(Saved entries)
"""
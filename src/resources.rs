use bevy::prelude::*;
use bytemuck::{Pod, Zeroable};
use derive_more::From;
use std::sync::Arc;

/// Opaque handle to a vertex buffer owned by the [`ResourceAllocator`].
#[derive(Clone, Copy, PartialEq, Eq, Hash, Debug, From)]
pub struct VertexBufferHandle(pub u64);

/// Opaque handle to an index buffer owned by the [`ResourceAllocator`].
#[derive(Clone, Copy, PartialEq, Eq, Hash, Debug, From)]
pub struct IndexBufferHandle(pub u64);

/// Vertex layout of the shared tile grid.
///
/// Positions are in tile tessellation space (x and z in quad units, y zero),
/// displacement and curvature are applied downstream by the renderer.
#[repr(C)]
#[derive(Clone, Copy, Debug, Pod, Zeroable)]
pub struct TileVertex {
    pub position: [f32; 3],
    pub normal: [f32; 3],
    pub uv: [f32; 2],
}

/// Creates and uploads the GPU buffers backing tile geometry.
///
/// The graphics backend is out of scope for this crate, so buffers are only
/// ever addressed through the opaque handles minted here. Buffer creation is
/// driven from the dedicated upload phase
/// ([`upload_tessellator_buffers`](crate::plugin::upload_tessellator_buffers)),
/// never from the LOD update itself.
pub trait ResourceAllocator: Send + Sync {
    fn create_vertex_buffer(&self, vertices: &[TileVertex]) -> VertexBufferHandle;

    fn create_index_buffer(&self, indices: &[u16]) -> IndexBufferHandle;

    fn release_vertex_buffer(&self, handle: VertexBufferHandle);

    fn release_index_buffer(&self, handle: IndexBufferHandle);
}

/// The allocator used by all terrain sheets, inserted by the application.
#[derive(Resource, Clone)]
pub struct TerrainResources(pub Arc<dyn ResourceAllocator>);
"""
WORK TASK:
Please return all of the records exactly.

EXERCISE OUTPUT:
filename src/resources.rs
use bevy::prelude::*;
use bytemuck::{Pod, Zeroable};
use derive_more::From;
use std::sync::Arc;

/// Opaque handle to a vertex buffer owned by the [`ResourceAllocator`].
#[derive(Clone, Copy, PartialEq, Eq, Hash, Debug, From)]
pub struct VertexBufferHandle(pub u64);

/// Opaque handle to an index buffer owned by the [`ResourceAllocator`].
#[derive(Clone, Copy, PartialEq, Eq, Hash, Debug, From)]
pub struct IndexBufferHandle(pub u64);

/// Vertex layout of the shared tile grid.
///
/// Positions are in tile tessellation space (x and z in quad units, y zero),
/// displacement and curvature are applied downstream by the renderer.
#[repr(C)]
#[derive(Clone, Copy, Debug, Pod, Zeroable)]
pub struct TileVertex {
    pub position: [f32; 3],
    pub normal: [f32; 3],
    pub uv: [f32; 2],
}

/// Creates and uploads the GPU buffers backing tile geometry.
///
/// The graphics backend is out of scope for this crate, so buffers are only
/// ever addressed through the opaque handles minted here. Buffer creation is
/// driven from the dedicated upload phase
/// ([`upload_tessellator_buffers`](crate::plugin::upload_tessellator_buffers)),
/// never from the LOD update itself.
pub trait ResourceAllocator: Send + Sync {
    fn create_vertex_buffer(&self, vertices: &[TileVertex]) -> VertexBufferHandle;

    fn create_index_buffer(&self, indices: &[u16]) -> IndexBufferHandle;

    fn release_vertex_buffer(&self, handle: VertexBufferHandle);

    fn release_index_buffer(&self, handle: IndexBufferHandle);
}

/// The allocator used by all terrain sheets, inserted by the application.
#[derive(Resource, Clone)]
pub struct TerrainResources(pub Arc<dyn ResourceAllocator>);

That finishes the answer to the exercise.